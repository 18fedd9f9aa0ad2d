use std::path::PathBuf;

use anyhow::{Context, Result, anyhow};

use ipl_insights::config::{self, AppConfig};
use ipl_insights::dataset::{MatchSource, SqliteStore};
use ipl_insights::demo_league;
use ipl_insights::export;
use ipl_insights::filter::SeasonFilter;
use ipl_insights::insights;

fn main() -> Result<()> {
    config::load_dotenv();
    env_logger::Builder::from_env(env_logger::Env::default().default_filter_or("info")).init();
    let config = AppConfig::from_env();
    let args = std::env::args().skip(1).collect::<Vec<_>>();

    let team = arg_value(&args, "team").ok_or_else(|| anyhow!("missing --team <name>"))?;
    let team2 = arg_value(&args, "team2");
    let season = arg_value(&args, "season")
        .map(|s| SeasonFilter::parse(&s))
        .unwrap_or(config.default_season.clone());
    let xlsx = arg_value(&args, "xlsx").map(PathBuf::from);

    let source: Box<dyn MatchSource> = if args.iter().any(|a| a == "--demo") {
        Box::new(demo_league::generate(2008, 6))
    } else {
        let db_path = arg_value(&args, "db")
            .map(PathBuf::from)
            .or(config.db_path.clone())
            .context("unable to resolve sqlite path")?;
        Box::new(SqliteStore::open(&db_path, config.db_timeout)?)
    };

    match team2 {
        Some(team2) => {
            let report = insights::head_to_head_insights(source.as_ref(), &team, &team2, &season)?;
            match xlsx {
                Some(path) => {
                    let written = export::export_head_to_head(&path, &report)?;
                    println!(
                        "Wrote {} sheets ({} rows) to {}",
                        written.sheets,
                        written.rows,
                        path.display()
                    );
                }
                None => println!("{}", serde_json::to_string_pretty(&report)?),
            }
        }
        None => {
            let report = insights::team_insights(source.as_ref(), &team, &season)?;
            match xlsx {
                Some(path) => {
                    let written = export::export_team(&path, &report)?;
                    println!(
                        "Wrote {} sheets ({} rows) to {}",
                        written.sheets,
                        written.rows,
                        path.display()
                    );
                }
                None => println!("{}", serde_json::to_string_pretty(&report)?),
            }
        }
    }
    Ok(())
}

/// Accepts `--name=value` and `--name value`.
fn arg_value(args: &[String], name: &str) -> Option<String> {
    let flag = format!("--{name}");
    let prefix = format!("--{name}=");
    for (idx, arg) in args.iter().enumerate() {
        if let Some(value) = arg.strip_prefix(&prefix) {
            let trimmed = value.trim();
            if !trimmed.is_empty() {
                return Some(trimmed.to_string());
            }
        }
        if *arg == flag
            && let Some(next) = args.get(idx + 1)
            && !next.trim().is_empty()
        {
            return Some(next.trim().to_string());
        }
    }
    None
}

# # #

**TASK BRIEF:**
Out of the data above, give again only the lines starting at the one holding "return Some(trimmed.to_string());" and ending at the one holding "return Some(next.trim().to_string());", unchanged.

**RESPONSE BOX:**
                return Some(trimmed.to_string());
            }
        }
        if *arg == flag
            && let Some(next) = args.get(idx + 1)
            && !next.trim().is_empty()
        {
            return Some(next.trim().to_string());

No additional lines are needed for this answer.